The Blue Hill District’s stormwater infrastructure is rated for 100-year storm events: storms that statistically have a 1 percent chance of occurring in a given year. Chantal—a 500- to 1,000-year storm, per meteorologists—overwhelmed its capacity.
But these classifications—technical terms based on historical data—increasingly fail to capture the new climate reality. Danielle Spurlock, a UNC professor specializing in land use and environmental planning, says this mismatch between infrastructure design and extreme weather is becoming the norm.
“In this case, I would say [the town] did the most they could do, but because of climate change, it’s not gonna be enough,” Spurlock says. “That 1,000-year storm? It’s not gonna be another 1,000 years before it shows up again.”
Spurlock adds that municipalities typically approach stormwater management parcel by parcel rather than thinking cumulatively about watershed impact.
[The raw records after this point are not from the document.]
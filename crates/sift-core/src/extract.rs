//! Lexical extraction from notification text
//!
//! Pulls the structured pieces out of a message that already passed the
//! classification gate:
//! - Currency amount (bank-specific patterns first, then a general cascade)
//! - Merchant name (sentence scan for indicator tokens, with UPI and
//!   reference-adjacent fallbacks)
//! - Reference number (Ref/txn id/UPI ref/IMPS code)
//! - Human-readable description synthesis
//!
//! Extraction never errors: a pattern that matches but fails to parse is a
//! miss for that pattern only, and a total miss is an empty/None result.

use regex::Regex;
use serde::{Deserialize, Serialize};

use crate::banks::BankProfile;
use crate::models::Direction;

/// General currency patterns, in priority order
const GENERAL_AMOUNT_PATTERNS: &[&str] = &[
    r"(?i)(?:rs\.?|inr|₹)\s*([0-9,]+(?:\.[0-9]{1,2})?)",
    r"(?i)([0-9,]+(?:\.[0-9]{1,2})?)\s*(?:rs\.?|inr|₹)",
    r"(?i)(?:amount|amt)\.?\s*:?\s*(?:rs\.?|inr|₹)?\s*([0-9,]+(?:\.[0-9]{1,2})?)",
];

/// Last-resort pattern: a number adjacent to a transaction verb
const LOOSE_AMOUNT_PATTERN: &str =
    r"(?i)(?:debited|credited|paid|sent|received|spent)\s+(?:by|with|for|of)?\s*([0-9,]+(?:\.[0-9]{1,2})?)";

/// Tokens that introduce a merchant name
const MERCHANT_INDICATORS: &[&str] = &["at", "to", "for", "towards", "via", "through", "from"];

/// Tokens that end a merchant name
const MERCHANT_TERMINATORS: &[&str] = &[
    "on", "of", "via", "using", "through", "for", "info", "alert", "inr", "rs", "upi", "dated",
    "ref", "txn", "your", "a/c", "ac", "account", "bank", "hdfc", "sbi", "icici", "axis", "kotak",
    "pnb",
];

/// Reference-number patterns, in priority order
const REFERENCE_PATTERNS: &[&str] = &[
    r"(?i)\bref(?:erence)?\s*(?:no\.?)?\s*:\s*([A-Za-z0-9]+)",
    r"(?i)\b(?:txn|transaction)\s*(?:id|no)\.?\s*:\s*([A-Za-z0-9]+)",
    r"(?i)\bupi\s*ref\s*(?:no\.?)?\s*:?\s*([0-9]{6,})",
    r"(?i)\bimps\s*[-:/]?\s*([0-9]{6,})",
];

/// Extract the transaction amount
///
/// Tries the resolved bank's own amount patterns first, then the general
/// cascade, then the loose last-resort pattern. First successful parse
/// wins. Commas are stripped before parsing; a capture that fails to parse
/// (or is non-positive) is skipped and scanning continues.
pub fn extract_amount(message: &str, profile: Option<&BankProfile>) -> Option<f64> {
    if let Some(profile) = profile {
        for re in profile.amount_patterns() {
            if let Some(amount) = capture_amount(re, message) {
                return Some(amount);
            }
        }
    }

    for pattern in GENERAL_AMOUNT_PATTERNS {
        if let Ok(re) = Regex::new(pattern) {
            if let Some(amount) = capture_amount(&re, message) {
                return Some(amount);
            }
        }
    }

    Regex::new(LOOSE_AMOUNT_PATTERN)
        .ok()
        .and_then(|re| capture_amount(&re, message))
}

fn capture_amount(re: &Regex, message: &str) -> Option<f64> {
    for caps in re.captures_iter(message) {
        if let Some(m) = caps.get(1) {
            let cleaned = m.as_str().replace(',', "");
            if let Ok(value) = cleaned.parse::<f64>() {
                if value > 0.0 {
                    return Some(value);
                }
            }
        }
    }
    None
}

/// Extract the merchant name from a message
///
/// Scans each sentence for an indicator token and collects up to the next
/// 4 words, stopping at terminator tokens or anything that looks like a
/// number or date. An indicator whose following words are all terminators
/// yields nothing and the scan continues. Falls back to a UPI-style
/// `UPI-<name>-` pattern, then to a name sitting just before a reference
/// marker. Returns an empty string, never an error, on a total miss.
pub fn extract_merchant_name(message: &str) -> String {
    for sentence in message.split(['.', '!', '?']) {
        let words: Vec<&str> = sentence.split_whitespace().collect();

        for (i, word) in words.iter().enumerate() {
            let lower = word.to_lowercase();
            if !MERCHANT_INDICATORS.contains(&lower.as_str()) {
                continue;
            }

            let mut name_words = Vec::new();
            for next in words.iter().skip(i + 1).take(4) {
                if is_merchant_terminator(next) {
                    break;
                }
                let trimmed = next.trim_end_matches([',', ';', ':', '-', '.']);
                if trimmed.is_empty() {
                    break;
                }
                name_words.push(title_case(trimmed));
            }

            if !name_words.is_empty() {
                return name_words.join(" ");
            }
        }
    }

    // UPI narration fallback: "UPI-SWIGGY-..." / "UPI/Swiggy/..."
    if let Ok(re) = Regex::new(r"(?i)upi[-/]([A-Za-z][A-Za-z0-9 .&_]*?)[-/]") {
        if let Some(caps) = re.captures(message) {
            if let Some(m) = caps.get(1) {
                return m
                    .as_str()
                    .split_whitespace()
                    .map(title_case)
                    .collect::<Vec<_>>()
                    .join(" ");
            }
        }
    }

    // Name sitting just before a reference marker: "to Swiggy Ref: ..."
    if let Ok(re) = Regex::new(r"(?i)\bto\s+([A-Za-z][A-Za-z0-9 .&]{2,30}?)\s+(?:ref|txn)") {
        if let Some(caps) = re.captures(message) {
            if let Some(m) = caps.get(1) {
                return m
                    .as_str()
                    .split_whitespace()
                    .map(title_case)
                    .collect::<Vec<_>>()
                    .join(" ");
            }
        }
    }

    String::new()
}

fn is_merchant_terminator(word: &str) -> bool {
    let lower = word.to_lowercase();
    let trimmed = lower.trim_end_matches([',', ';', ':', '.']);
    if MERCHANT_TERMINATORS.contains(&trimmed) {
        return true;
    }
    // Numbers, dates, masked accounts, glued narration ids (UPI-XXX-123)
    if trimmed.chars().any(|c| c.is_ascii_digit()) {
        return true;
    }
    matches!(
        trimmed.split(['-', '/']).next(),
        Some(head) if MERCHANT_TERMINATORS.contains(&head)
    )
}

fn title_case(word: &str) -> String {
    let mut chars = word.chars();
    match chars.next() {
        Some(first) => first
            .to_uppercase()
            .chain(chars.flat_map(|c| c.to_lowercase()))
            .collect(),
        None => String::new(),
    }
}

/// Extract a reference number, or an empty string when none is present
pub fn extract_reference(message: &str) -> String {
    for pattern in REFERENCE_PATTERNS {
        if let Ok(re) = Regex::new(pattern) {
            if let Some(caps) = re.captures(message) {
                if let Some(m) = caps.get(1) {
                    return m.as_str().to_string();
                }
            }
        }
    }
    String::new()
}

/// Transaction method mentioned in a message
#[derive(Debug, Clone, Copy, PartialEq, Eq, Serialize, Deserialize)]
#[serde(rename_all = "snake_case")]
pub enum TransactionMethod {
    Upi,
    Neft,
    Imps,
    Rtgs,
    Atm,
    NetBanking,
    CreditCard,
    DebitCard,
    /// No recognizable method mention
    Generic,
}

impl TransactionMethod {
    /// Detect the method from message text, in fixed precedence order
    pub fn detect(message: &str) -> Self {
        let msg = message.to_lowercase();
        if msg.contains("upi") {
            Self::Upi
        } else if msg.contains("neft") {
            Self::Neft
        } else if msg.contains("imps") {
            Self::Imps
        } else if msg.contains("rtgs") {
            Self::Rtgs
        } else if msg.contains("atm") || msg.contains("cash withdrawal") || msg.contains("cash wdl")
        {
            Self::Atm
        } else if msg.contains("netbanking") || msg.contains("net banking") {
            Self::NetBanking
        } else if msg.contains("credit card") {
            Self::CreditCard
        } else if msg.contains("debit card") {
            Self::DebitCard
        } else {
            Self::Generic
        }
    }

    pub fn as_str(&self) -> &'static str {
        match self {
            Self::Upi => "UPI",
            Self::Neft => "NEFT",
            Self::Imps => "IMPS",
            Self::Rtgs => "RTGS",
            Self::Atm => "ATM",
            Self::NetBanking => "NetBanking",
            Self::CreditCard => "Credit Card",
            Self::DebitCard => "Debit Card",
            Self::Generic => "Transaction",
        }
    }
}

impl std::fmt::Display for TransactionMethod {
    fn fmt(&self, f: &mut std::fmt::Formatter<'_>) -> std::fmt::Result {
        write!(f, "{}", self.as_str())
    }
}

/// Synthesize the human-readable description for a transaction
///
/// `"<method> payment to <merchant>"` for debits, `"<method> received from
/// <merchant>"` for credits; the merchant clause is omitted when empty. A
/// reference number, when extractable, is appended as `" (Ref: <ref>)"`.
pub fn generate_description(message: &str, direction: Direction, merchant: &str) -> String {
    let method = TransactionMethod::detect(message);

    let mut description = match direction {
        Direction::Debit => {
            if merchant.is_empty() {
                format!("{} payment", method)
            } else {
                format!("{} payment to {}", method, merchant)
            }
        }
        Direction::Credit => {
            if merchant.is_empty() {
                format!("{} received", method)
            } else {
                format!("{} received from {}", method, merchant)
            }
        }
    };

    let reference = extract_reference(message);
    if !reference.is_empty() {
        description.push_str(&format!(" (Ref: {})", reference));
    }

    description
}

#[cfg(test)]
mod tests {
    use super::*;
    use crate::banks::{BankId, BankRegistry};

    #[test]
    fn test_extract_amount_general_patterns() {
        assert_eq!(
            extract_amount("Rs.500.00 debited from your A/c", None),
            Some(500.0)
        );
        assert_eq!(extract_amount("INR 99 paid via UPI", None), Some(99.0));
        assert_eq!(extract_amount("Amount: 250.50 towards bill", None), Some(250.5));
    }

    #[test]
    fn test_extract_amount_strips_commas() {
        assert_eq!(
            extract_amount("Rs 1,50,000.00 credited to your account", None),
            Some(150_000.0)
        );
    }

    #[test]
    fn test_extract_amount_first_match_wins() {
        // The balance mention comes later in the text
        assert_eq!(
            extract_amount("Rs 1500 credited to your SBI account. Avl Bal Rs 20500", None),
            Some(1500.0)
        );
    }

    #[test]
    fn test_extract_amount_loose_fallback() {
        assert_eq!(extract_amount("debited by 320 for recharge", None), Some(320.0));
    }

    #[test]
    fn test_extract_amount_miss() {
        assert_eq!(extract_amount("Your OTP for login is 482913", None), None);
        assert_eq!(extract_amount("", None), None);
    }

    #[test]
    fn test_extract_amount_prefers_bank_pattern() {
        let registry = BankRegistry::new().unwrap();
        let profile = registry.profile(BankId::Hdfc);
        assert_eq!(
            extract_amount("Rs.500.00 debited from your HDFC A/c", profile),
            Some(500.0)
        );
    }

    #[test]
    fn test_extract_merchant_from_indicator() {
        let msg = "Rs.500.00 debited from your HDFC A/c for UPI payment to Swiggy on 01-01-24. Ref: ABC123";
        assert_eq!(extract_merchant_name(msg), "Swiggy");
    }

    #[test]
    fn test_extract_merchant_multi_word_stops_at_terminator() {
        let msg = "You have paid Rs.200 to Raju General Stores on 02-01-24";
        assert_eq!(extract_merchant_name(msg), "Raju General Stores");
    }

    #[test]
    fn test_extract_merchant_skips_possessive_account_phrase() {
        // "to your SBI account" is not a merchant
        let msg = "Rs 1500 credited to your SBI account";
        assert_eq!(extract_merchant_name(msg), "");
    }

    #[test]
    fn test_extract_merchant_after_from_on_credits() {
        let msg = "Rs.200 received in your A/c from Raju Stores. UPI Ref No: 400123456789";
        assert_eq!(extract_merchant_name(msg), "Raju Stores");
    }

    #[test]
    fn test_extract_merchant_skips_sending_bank() {
        let msg = "Sent Rs.50.00 from Kotak Bank AC X1234 to PhonePe Recharge";
        assert_eq!(extract_merchant_name(msg), "Phonepe Recharge");
    }

    #[test]
    fn test_extract_merchant_upi_fallback() {
        let msg = "Paid via UPI-BIGBASKET-443322110 successfully";
        assert_eq!(extract_merchant_name(msg), "Bigbasket");
    }

    #[test]
    fn test_extract_merchant_miss_is_empty() {
        assert_eq!(extract_merchant_name("Salary received"), "");
    }

    #[test]
    fn test_extract_reference_patterns() {
        assert_eq!(extract_reference("payment done. Ref: ABC123"), "ABC123");
        assert_eq!(extract_reference("Ref No: 776655"), "776655");
        assert_eq!(extract_reference("txn id: T9988"), "T9988");
        assert_eq!(extract_reference("UPI Ref No 400123456789"), "400123456789");
        assert_eq!(extract_reference("via IMPS/123456789012"), "123456789012");
        assert_eq!(extract_reference("no reference here"), "");
    }

    #[test]
    fn test_method_precedence() {
        assert_eq!(
            TransactionMethod::detect("paid via UPI using NEFT rails"),
            TransactionMethod::Upi
        );
        assert_eq!(
            TransactionMethod::detect("NEFT transfer completed"),
            TransactionMethod::Neft
        );
        assert_eq!(
            TransactionMethod::detect("cash withdrawal at branch"),
            TransactionMethod::Atm
        );
        assert_eq!(
            TransactionMethod::detect("spent on your credit card"),
            TransactionMethod::CreditCard
        );
        assert_eq!(
            TransactionMethod::detect("money moved"),
            TransactionMethod::Generic
        );
    }

    #[test]
    fn test_generate_description_debit_with_reference() {
        let msg = "Rs.500.00 debited from your HDFC A/c for UPI payment to Swiggy on 01-01-24. Ref: ABC123";
        let description = generate_description(msg, Direction::Debit, "Swiggy");
        assert_eq!(description, "UPI payment to Swiggy (Ref: ABC123)");
    }

    #[test]
    fn test_generate_description_credit_without_merchant() {
        let description = generate_description(
            "Rs 1500 credited to your SBI account",
            Direction::Credit,
            "",
        );
        assert_eq!(description, "Transaction received");
    }

    #[test]
    fn test_generate_description_credit_with_merchant() {
        let description = generate_description(
            "NEFT credit of Rs 5000 received from ACME CORP",
            Direction::Credit,
            "Acme Corp",
        );
        assert_eq!(description, "NEFT received from Acme Corp");
    }
}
Even when developers follow all the rules, the collective effect of more impervious surfaces can overwhelm downstream areas during extreme weather events, she says.
When asked about the impact of the town’s development decisions on flooding at Bypass Lane, Carrasquillo wrote in an email that “6 and 7 Bypass Lane are entirely within the floodway which is the highest chance area for flooding and this was a historic storm in our community.” The Elliott Road Extension “was designed and built to meet all applicable stormwater ordinances,” Carrasquillo wrote, and all projects in the Blue Hill District “are required to build stormwater systems that manage some of the pre-existing impervious surface on the site.”
From where Horton stands—on increasingly eroding banks—the technical compliance means little.
“I can’t live here,” she says. “It’s ruined. There’s nothing I can personally do to make this land safe.”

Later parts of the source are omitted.